Thinking During Zazen  

Continuing to read Chogyam Trungpa’s talks in Smile at Fear(Boston and London, 2009), I was struck by this remark about meditation: “All kinds of thoughts arise naturally.  If you have lots of time to sit, endless thoughts happen constantly.” (p. 15)

A person is sitting on a wooden floor with smoke coming out of their mouth.

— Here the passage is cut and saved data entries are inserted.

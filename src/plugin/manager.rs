//! Plugin manager: the control surface of the runtime.
//!
//! Wires the registry, grant table, command table, storage and lifecycle
//! together over one data directory and exposes the operations the host
//! application calls.

use std::path::{Path, PathBuf};
use std::sync::Arc;

use serde_json::{Map, Value};
use tokio::sync::broadcast;
use tokio_util::sync::CancellationToken;
use tracing::{debug, info, warn};

use crate::core::Config;

use super::{
    CapabilityProvider, CommandRegistry, DiscoveredPlugin, EngineRegistry, EventBus,
    HostCapabilities, LifecycleManager, PermissionManager, PermissionRequest, PermissionStatus,
    Plugin, PluginCommand, PluginContext, PluginError, PluginEvent, PluginEventKind,
    PluginInstaller, PluginRegistry, PluginResult, ResourceUsageStats, RuntimeParts,
    ScriptEngine, SearchHit, SearchIndex, SearchOptions, StorageSandbox, UninstallReport,
};

const REGISTRY_FILE: &str = "registry.json";
const GRANTS_FILE: &str = "grants.json";
const STORAGE_DIR: &str = "storage";

/// Entry point to the plugin runtime.
#[derive(Debug)]
pub struct PluginManager {
    lifecycle: Arc<LifecycleManager>,
    installer: PluginInstaller,
    search: SearchOptions,
    data_dir: PathBuf,
}

impl PluginManager {
    /// Open the runtime described by `config` with the built-in engines.
    pub async fn open(config: &Config) -> PluginResult<Self> {
        Self::open_with(config, EngineRegistry::default(), HostCapabilities::new()).await
    }

    /// Open the runtime with host-supplied script engines and capability
    /// providers, so restored plugins activate against them.
    pub async fn open_with(
        config: &Config,
        engines: EngineRegistry,
        host: HostCapabilities,
    ) -> PluginResult<Self> {
        let data_dir = config.runtime.data_dir();
        let plugins_dir = config.runtime.plugins_dir();
        std::fs::create_dir_all(&data_dir)?;
        std::fs::create_dir_all(&plugins_dir)?;
        debug!(data_dir = %data_dir.display(), plugins_dir = %plugins_dir.display(), "opening plugin runtime");

        let parts = RuntimeParts {
            registry: Arc::new(PluginRegistry::open(data_dir.join(REGISTRY_FILE))?),
            permissions: Arc::new(PermissionManager::open(data_dir.join(GRANTS_FILE))?),
            commands: Arc::new(CommandRegistry::new()),
            storage: Arc::new(StorageSandbox::open(data_dir.join(STORAGE_DIR))?),
            host: Arc::new(host),
            engines: Arc::new(engines),
            events: EventBus::new(),
        };

        // Grant rows follow the registry; seeding keeps existing grants.
        for plugin in parts.registry.list_all() {
            parts.permissions.seed(plugin.id(), &plugin.manifest.permissions)?;
        }
        sweep_orphans(&parts)?;

        let lifecycle = Arc::new(LifecycleManager::new(parts, config.limits));
        let installer = PluginInstaller::new(
            plugins_dir,
            config.runtime.app_version.clone(),
            Arc::clone(&lifecycle),
        );

        for (id, result) in lifecycle.restore(config.runtime.restore_activated).await {
            match result {
                Ok(commands) if config.runtime.restore_activated => {
                    info!(plugin = %id, commands = commands.len(), "plugin restored");
                }
                Ok(_) => debug!(plugin = %id, "stale activation cleared"),
                Err(e) => warn!(plugin = %id, error = %e, "plugin could not be restored"),
            }
        }

        Ok(Self { lifecycle, installer, search: config.search, data_dir })
    }

    /// Commit every running plugin's buffered storage writes before the
    /// host exits. Activated plugins stay activated and are restored on the
    /// next [`open`](Self::open).
    pub fn shutdown(&self) -> usize {
        self.lifecycle.shutdown()
    }

    fn parts(&self) -> &RuntimeParts {
        self.lifecycle.parts()
    }

    pub fn data_dir(&self) -> &Path {
        &self.data_dir
    }

    pub fn plugins_dir(&self) -> &Path {
        self.installer.plugins_dir()
    }

    // ------------------------------------------------------------------
    // Installation
    // ------------------------------------------------------------------

    /// Install a plugin from a directory or its `plugin.json`.
    pub async fn install(&self, source: &Path) -> PluginResult<Plugin> {
        self.installer.install(source, &CancellationToken::new()).await
    }

    /// Install, aborting cleanly if `cancel` fires before registration.
    pub async fn install_with_cancel(
        &self,
        source: &Path,
        cancel: &CancellationToken,
    ) -> PluginResult<Plugin> {
        self.installer.install(source, cancel).await
    }

    pub async fn uninstall(&self, plugin_id: &str) -> PluginResult<UninstallReport> {
        self.installer.uninstall(plugin_id).await
    }

    /// Register valid plugin folders found in the plugins directory.
    pub async fn discover(&self) -> PluginResult<Vec<DiscoveredPlugin>> {
        self.installer.discover().await
    }

    // ------------------------------------------------------------------
    // Lifecycle
    // ------------------------------------------------------------------

    pub async fn activate(&self, plugin_id: &str) -> PluginResult<Vec<String>> {
        self.lifecycle.activate(plugin_id).await
    }

    pub async fn deactivate(&self, plugin_id: &str) -> PluginResult<()> {
        self.lifecycle.deactivate(plugin_id).await
    }

    pub async fn recover(&self, plugin_id: &str) -> PluginResult<()> {
        self.lifecycle.recover(plugin_id).await
    }

    pub async fn reload(&self, plugin_id: &str) -> PluginResult<Vec<String>> {
        self.lifecycle.reload(plugin_id).await
    }

    /// Context of an activated plugin.
    pub fn context(&self, plugin_id: &str) -> Option<PluginContext> {
        self.lifecycle.context(plugin_id)
    }

    pub fn resource_usage(&self, plugin_id: &str) -> PluginResult<ResourceUsageStats> {
        self.lifecycle.resource_usage(plugin_id)
    }

    // ------------------------------------------------------------------
    // Queries
    // ------------------------------------------------------------------

    pub fn get(&self, plugin_id: &str) -> PluginResult<Plugin> {
        self.parts().registry.get(plugin_id)
    }

    /// All installed plugins, ordered by id.
    pub fn list(&self) -> Vec<Plugin> {
        self.parts().registry.list_all()
    }

    /// Ranked plugin search.
    pub fn search(&self, query: &str) -> Vec<Plugin> {
        self.search_hits(query).into_iter().map(|hit| hit.plugin).collect()
    }

    /// Ranked plugin search with match details.
    pub fn search_hits(&self, query: &str) -> Vec<SearchHit> {
        let snapshot = self.parts().registry.list_all();
        SearchIndex::new(&snapshot, self.search).search(query)
    }

    // ------------------------------------------------------------------
    // Permissions
    // ------------------------------------------------------------------

    pub fn list_permissions(&self, plugin_id: &str) -> PluginResult<Vec<PermissionStatus>> {
        self.parts().permissions.list_for_plugin(plugin_id)
    }

    /// Declared permissions still waiting for a grant.
    pub fn pending_permissions(&self, plugin_id: &str) -> PluginResult<Vec<PermissionRequest>> {
        self.parts().permissions.pending(plugin_id)
    }

    /// Grant a declared permission. Returns whether anything changed.
    pub fn grant_permission(&self, plugin_id: &str, permission: &str) -> PluginResult<bool> {
        let changed = self.parts().permissions.grant(plugin_id, permission)?;
        if changed {
            self.parts().events.publish(
                plugin_id,
                PluginEventKind::PermissionGranted { permission: permission.to_string() },
            );
        }
        Ok(changed)
    }

    /// Revoke a permission. Takes effect on the plugin's next capability call.
    pub fn revoke_permission(&self, plugin_id: &str, permission: &str) -> PluginResult<bool> {
        let changed = self.parts().permissions.revoke(plugin_id, permission)?;
        if changed {
            self.parts().events.publish(
                plugin_id,
                PluginEventKind::PermissionRevoked { permission: permission.to_string() },
            );
        }
        Ok(changed)
    }

    // ------------------------------------------------------------------
    // Commands
    // ------------------------------------------------------------------

    /// Registered commands, optionally for one plugin.
    pub fn list_commands(&self, plugin_id: Option<&str>) -> PluginResult<Vec<PluginCommand>> {
        let commands = &self.parts().commands;
        match plugin_id {
            Some(id) => {
                if !self.parts().registry.contains(id) {
                    return Err(PluginError::NotFound(id.to_string()));
                }
                Ok(commands.list_for_plugin(id))
            }
            None => Ok(commands.list_all()),
        }
    }

    pub fn lookup_command(&self, command_id: &str) -> PluginResult<PluginCommand> {
        self.parts().commands.lookup(command_id)
    }

    pub async fn execute_command(&self, command_id: &str, args: Value) -> PluginResult<Value> {
        self.lifecycle.execute(command_id, args).await
    }

    // ------------------------------------------------------------------
    // Settings and storage
    // ------------------------------------------------------------------

    pub fn get_settings(&self, plugin_id: &str) -> PluginResult<Map<String, Value>> {
        Ok(self.get(plugin_id)?.settings)
    }

    /// Merge `settings` into the plugin's settings; `null` removes a key.
    pub fn update_settings(
        &self,
        plugin_id: &str,
        settings: Map<String, Value>,
    ) -> PluginResult<Map<String, Value>> {
        let merged = self.parts().registry.update_settings(plugin_id, settings)?;
        self.parts().events.publish(plugin_id, PluginEventKind::SettingsUpdated);
        Ok(merged)
    }

    /// Keys in a plugin's storage namespace.
    pub fn storage_keys(&self, plugin_id: &str) -> PluginResult<Vec<String>> {
        self.parts().registry.get(plugin_id)?;
        Ok(self.parts().storage.keys(plugin_id))
    }

    // ------------------------------------------------------------------
    // Host integration
    // ------------------------------------------------------------------

    pub fn subscribe(&self) -> broadcast::Receiver<PluginEvent> {
        self.parts().events.subscribe()
    }

    /// Register (or replace) a script engine. Applies to later activations.
    pub fn register_engine(&self, engine: Arc<dyn ScriptEngine>) {
        self.parts().engines.register(engine);
    }

    /// Register (or replace) a host capability provider.
    pub fn register_provider(&self, provider: Arc<dyn CapabilityProvider>) {
        self.parts().host.register(provider);
    }
}

/// Drop grant rows and storage namespaces of ids the registry does not know,
/// e.g. left behind by an uninstall whose table writes failed.
fn sweep_orphans(parts: &RuntimeParts) -> PluginResult<()> {
    for id in parts.permissions.plugin_ids() {
        if !parts.registry.contains(&id) {
            warn!(plugin = %id, "removing grant rows of unknown plugin");
            parts.permissions.purge(&id)?;
        }
    }
    for id in parts.storage.plugin_ids() {
        if !parts.registry.contains(&id) {
            warn!(plugin = %id, "removing storage of unknown plugin");
            parts.storage.clear(&id)?;
        }
    }
    Ok(())
}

When I was a member of the Houston Zen Center, I assisted the head teacher in a weekly introductory class in Buddhist principles and zazen.  The attendees were asked to meditate daily for at least ten minutes and discuss their experience during the next class.  Many of these people expressed frustration about the continuing persistence of thinking when they were trying to keep their focus on breathing.   

 

In my longtime practice of zazen, I have not noticed any diminishment of thinking.  What I have noticed is that underneath my focus on breathing, thinking still goes on.  It goes on in a kind of subterraneus fashion so that I cannot tell what any of the thinking is about.  Also, when I end my zazen session, I cannot tell what the thinking has been about either.   

 

In my experience, as long as I have a sense of myself at all as I practice, I am going to be thinking.  That’s just the way the mind works, constantly spinning out thoughts.  There is no point to being bothered by it.